|Post build - September 2009|
Well if you're reading this then thanks for your patience! It's been a hectic few weeks and I just didn't have the time to get around to updating the site. However - here's a mammoth update for you!
Now - where to begin...
The doors arrived last month and I decided to get them fitted asap. The difference they make to the driving experience is well worth the price of them, Here's what you get for your £200:
So after carefully unpacking everything I set about getting them fitted. One of the first jobs was to get the first part of the hinge fitted to the windscreen uprights so I had a reference point to work from for fitting. I've used the part of the hinge with the hollow tube as the part to fit to the windscreen upright as I think this looks a bit better if the doors are ever removed. This made lining them up fairly easy because I could just feed a length of rod through the tubes to ensure the hinges were lined up with each other. They were then clamped in place and the holes were drilled.
The next job was to start trimming the fibreglass part of the doors so that they fit correctly to the bodywork. The ideal way would be to make a template from card and transfer this to the door to be cut, but I just drew a line with a permanent marker and went mad with a bandsaw...
I also had to make some cutouts to accomodate the body of the hinges...
And then I could test fit them. I had to fit the rubber beading to make this part possible and screw the hinges on properly.
Well that seemed to go really easily! Next step is to fit the Lexan panels. This means lining everything up and drilling a bunch of holes very carefully as they are perilously close to the edge of the Lexan.

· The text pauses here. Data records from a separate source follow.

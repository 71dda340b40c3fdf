//! Regular-expression validator (`regex(pattern)`).
//!
//! Patterns are compiled once and shared through a bounded process-wide
//! cache, so interpreted plans and generated code pay the compile cost
//! only on first use of each pattern.

use std::sync::LazyLock;

use moka::sync::Cache;
use regex::Regex;

use crate::foundation::{ValidationMessage, ValidationOutcome};

/// Maximum number of distinct compiled patterns kept in memory.
pub const PATTERN_CACHE_CAPACITY: u64 = 512;

static PATTERNS: LazyLock<Cache<String, Regex>> =
    LazyLock::new(|| Cache::builder().max_capacity(PATTERN_CACHE_CAPACITY).build());

/// Returns the compiled form of `pattern`, compiling and caching it on first use.
///
/// `Regex` clones share the compiled program, so hits are cheap.
pub fn compiled(pattern: &str) -> Result<Regex, regex::Error> {
    if let Some(regex) = PATTERNS.get(pattern) {
        return Ok(regex);
    }

    tracing::trace!(pattern, "compiling validation pattern");
    let regex = Regex::new(pattern)?;
    PATTERNS.insert(pattern.to_owned(), regex.clone());
    Ok(regex)
}

/// Passes iff the field value matches `pattern`.
///
/// The match is unanchored unless the pattern anchors itself. A pattern that
/// does not compile fails the check rather than panicking.
///
/// ```rust
/// use tagval_validator::validators::satisfies_regex;
///
/// assert!(satisfies_regex("Code", "ABC", "^[A-Z]+$").is_ok());
/// assert!(satisfies_regex("Code", "abc", "^[A-Z]+$").is_err());
/// ```
#[must_use = "the outcome must be recorded in a ValidationResult"]
pub fn satisfies_regex(field: &str, input: &str, pattern: &str) -> ValidationOutcome {
    match compiled(pattern) {
        Ok(regex) => satisfies_compiled(field, input, &regex),
        Err(error) => {
            tracing::debug!(pattern, %error, "validation pattern failed to compile");
            Err(ValidationMessage::new(
                field,
                "regex",
                format!("pattern `{pattern}` is not a valid regex"),
            ))
        }
    }
}

/// Like [`satisfies_regex`], for a pattern that is already compiled.
#[must_use = "the outcome must be recorded in a ValidationResult"]
pub fn satisfies_compiled(field: &str, input: &str, regex: &Regex) -> ValidationOutcome {
    if regex.is_match(input) {
        Ok(())
    } else {
        Err(ValidationMessage::new(field, "regex", "field does not match regex"))
    }
}
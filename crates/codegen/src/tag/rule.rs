use std::fmt;

use serde::Serialize;

use super::parser::parse_tag;
use crate::error::MalformedTagError;

/// One rule from a tag: a keyword and an optional argument.
#[derive(Debug, Clone, PartialEq, Eq, Hash, Serialize)]
pub struct Rule {
    keyword: String,
    argument: Option<String>,
}

impl Rule {
    /// A bare rule such as `req`.
    pub fn new(keyword: impl Into<String>) -> Self {
        Self {
            keyword: keyword.into(),
            argument: None,
        }
    }

    /// A rule with an argument such as `min(3)`.
    pub fn with_argument(keyword: impl Into<String>, argument: impl Into<String>) -> Self {
        Self {
            keyword: keyword.into(),
            argument: Some(argument.into()),
        }
    }

    #[inline]
    pub fn keyword(&self) -> &str {
        &self.keyword
    }

    #[inline]
    pub fn argument(&self) -> Option<&str> {
        self.argument.as_deref()
    }
}

impl fmt::Display for Rule {
    fn fmt(&self, f: &mut fmt::Formatter<'_>) -> fmt::Result {
        match &self.argument {
            Some(argument) => write!(f, "{}({argument})", self.keyword),
            None => f.write_str(&self.keyword),
        }
    }
}

/// The parsed rules of one field, in declaration order.
///
/// Displays as canonical tag text, which parses back to the same rules.
#[derive(Debug, Clone, Default, PartialEq, Eq, Serialize)]
#[serde(transparent)]
pub struct Tag {
    rules: Vec<Rule>,
}

impl Tag {
    /// Parses `raw`, attributing errors to `field`.
    pub fn parse(field: &str, raw: &str) -> Result<Self, MalformedTagError> {
        parse_tag(field, raw).map(|rules| Self { rules })
    }

    pub fn rules(&self) -> &[Rule] {
        &self.rules
    }

    pub fn into_rules(self) -> Vec<Rule> {
        self.rules
    }

    pub fn is_empty(&self) -> bool {
        self.rules.is_empty()
    }
}

impl From<Vec<Rule>> for Tag {
    fn from(rules: Vec<Rule>) -> Self {
        Self { rules }
    }
}

impl fmt::Display for Tag {
    fn fmt(&self, f: &mut fmt::Formatter<'_>) -> fmt::Result {
        for (i, rule) in self.rules.iter().enumerate() {
            if i > 0 {
                f.write_str(",")?;
            }
            write!(f, "{rule}")?;
        }
        Ok(())
    }
}
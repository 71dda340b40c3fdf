//! Macros for declaring primitive checks with minimal boilerplate.

// ============================================================================
// PRIMITIVE MACRO
// ============================================================================

/// Declares a primitive check: a pure function taking the field name first,
/// returning `Ok(())` when `rule` holds and a [`ValidationMessage`] carrying
/// `code` and `message` otherwise.
///
/// The field name is only copied on failure.
///
/// ```rust,ignore
/// primitive! {
///     /// Passes iff the input is not the empty string.
///     pub fn is_not_empty(input: &str) as "not_empty";
///     rule { !input.is_empty() }
///     message { "input cannot be empty" }
/// }
///
/// primitive! {
///     pub fn is_greater_than<T: PartialOrd + Display>(input: T, target: T) as "greater_than";
///     rule { input > target }
///     message { "number is less than allowed" }
/// }
/// ```
///
/// [`ValidationMessage`]: crate::foundation::ValidationMessage
macro_rules! primitive {
    (
        $(#[$meta:meta])*
        $vis:vis fn $name:ident $(<$gen:ident: $bound:ident $(+ $more:ident)*>)? ($($arg:ident: $aty:ty),* $(,)?) as $code:literal;
        rule $rule:block
        message $msg:block
    ) => {
        $(#[$meta])*
        #[must_use = "the outcome must be recorded in a ValidationResult"]
        $vis fn $name $(<$gen: $bound $(+ $more)*>)? (
            field: &str,
            $($arg: $aty),*
        ) -> $crate::foundation::ValidationOutcome {
            if $rule {
                Ok(())
            } else {
                Err($crate::foundation::ValidationMessage::new(field, $code, $msg))
            }
        }
    };
}

pub(crate) use primitive;
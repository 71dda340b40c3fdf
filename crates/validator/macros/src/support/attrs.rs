use proc_macro2::Span;
use syn::{
    Attribute, Ident, LitStr, Meta, Result, Token,
    parse::{Parse, ParseStream},
    punctuated::Punctuated,
};

use crate::support::diag;

/// Parsed contents of every `#[tagval(...)]` on one field.
#[derive(Debug, Clone, Default)]
pub struct AttrArgs {
    pub items: Vec<AttrItem>,
}

/// A single item inside `#[tagval(...)]`.
#[derive(Debug, Clone)]
pub enum AttrItem {
    /// The tag itself: `#[tagval("req,email")]`.
    Tag(LitStr),
    /// Key-value pair like `tag = "req"`.
    KeyValue { key: Ident, value: LitStr },
    /// A flag like `skip`.
    Flag(Ident),
}

impl AttrArgs {
    /// The field's tag text, joining every tag item in attribute order.
    ///
    /// Returns the span of the first tag literal alongside.
    pub fn tag(&self) -> Option<(String, Span)> {
        let mut parts = self.items.iter().filter_map(|item| match item {
            AttrItem::Tag(lit) => Some(lit),
            AttrItem::KeyValue { key, value } if key == "tag" => Some(value),
            _ => None,
        });
        let first = parts.next()?;
        let mut text = first.value();
        for lit in parts {
            text.push(',');
            text.push_str(&lit.value());
        }
        Some((text, first.span()))
    }

    /// Check if a flag is present.
    pub fn has_flag(&self, flag: &str) -> bool {
        self.items
            .iter()
            .any(|item| matches!(item, AttrItem::Flag(f) if f == flag))
    }

    /// Reject flags and keys other than the ones listed.
    pub fn allow_only(&self, flags: &[&str], keys: &[&str]) -> Result<()> {
        for item in &self.items {
            match item {
                AttrItem::Flag(f) if !flags.iter().any(|allowed| f == allowed) => {
                    return Err(diag::error_spanned(f, format!("unknown flag `{f}`")));
                }
                AttrItem::KeyValue { key, .. } if !keys.iter().any(|allowed| key == allowed) => {
                    return Err(diag::error_spanned(key, format!("unknown key `{key}`")));
                }
                _ => {}
            }
        }
        Ok(())
    }
}

/// Parse one attribute if it is `#[expected(...)]`.
pub fn parse_attr(attr: &Attribute, expected: &str) -> Result<Option<AttrArgs>> {
    if !attr.path().is_ident(expected) {
        return Ok(None);
    }

    match &attr.meta {
        Meta::List(list) => {
            let args = syn::parse2::<AttrArgsParser>(list.tokens.clone())?;
            Ok(Some(args.0))
        }
        Meta::Path(_) | Meta::NameValue(_) => Err(diag::error_spanned(
            attr,
            format!("expected #[{expected}(\"...\")]"),
        )),
    }
}

/// Parse all attributes of a given name and merge them in order.
pub fn parse_attrs(attrs: &[Attribute], name: &str) -> Result<AttrArgs> {
    let mut result = AttrArgs::default();

    for attr in attrs {
        if let Some(args) = parse_attr(attr, name)? {
            result.items.extend(args.items);
        }
    }

    Ok(result)
}

struct AttrArgsParser(AttrArgs);

impl Parse for AttrArgsParser {
    fn parse(input: ParseStream) -> Result<Self> {
        let items = Punctuated::<AttrItemParser, Token![,]>::parse_terminated(input)?
            .into_iter()
            .map(|x| x.0)
            .collect();
        Ok(Self(AttrArgs { items }))
    }
}

struct AttrItemParser(AttrItem);

impl Parse for AttrItemParser {
    fn parse(input: ParseStream) -> Result<Self> {
        if input.peek(LitStr) {
            return Ok(Self(AttrItem::Tag(input.parse()?)));
        }

        let key: Ident = input.parse()?;
        if input.peek(Token![=]) {
            input.parse::<Token![=]>()?;
            let value: LitStr = input.parse()?;
            return Ok(Self(AttrItem::KeyValue { key, value }));
        }

        Ok(Self(AttrItem::Flag(key)))
    }
}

I took a leaf out of Neil Everett's book and decided to cover the inside of the doors with vinyl to make them look a bit neater and to prevent the fibreglass from making me itch. So, the Lexan, beading and hinges were removed and copious quantities of spray contact adhesive were used to stick the vinyl on. The beading holds the bottom edge of the vinyl on but I needed to work out a way of finishing the top edge. Again, Neil's website gave the answer - PVC angle from B&Q. This needed to be trimmed so that one side of the angle was about 2mm long and I managed to do this really easily with just a pair of scissors. The tricky bit comes when you need to bend the angle around the rather tight curves of the door. To do this, I secured one end of the angle with a bolt and then used a hot air gun to heat the plastic until it was soft. With a few burnt fingers the plastic was formed to follow the edge correctly and I found that bulldog clips were perfect to keep it in place as it cooled.
The holes were all the redrilled through the angle and the Lexan was refitted.
I'm dead chuffed with the end result and I'm pleased I decided to go for the option of having doors fitted. Buffeting in the car is now almost non-existent and I don't need to worry so much about stones being kicked up by the front wheels.
Here are the shots of the finished items.
Now that they were fitted, attention turned to other items. One thing I've noticed is that the engine cover gets red hot after a run. In fact, so hot that it's uncomfortable to touch and I've noticed the fibreglass is starting to sag in places. Something had to be done, and that something was to fit some vents to let the hot air out.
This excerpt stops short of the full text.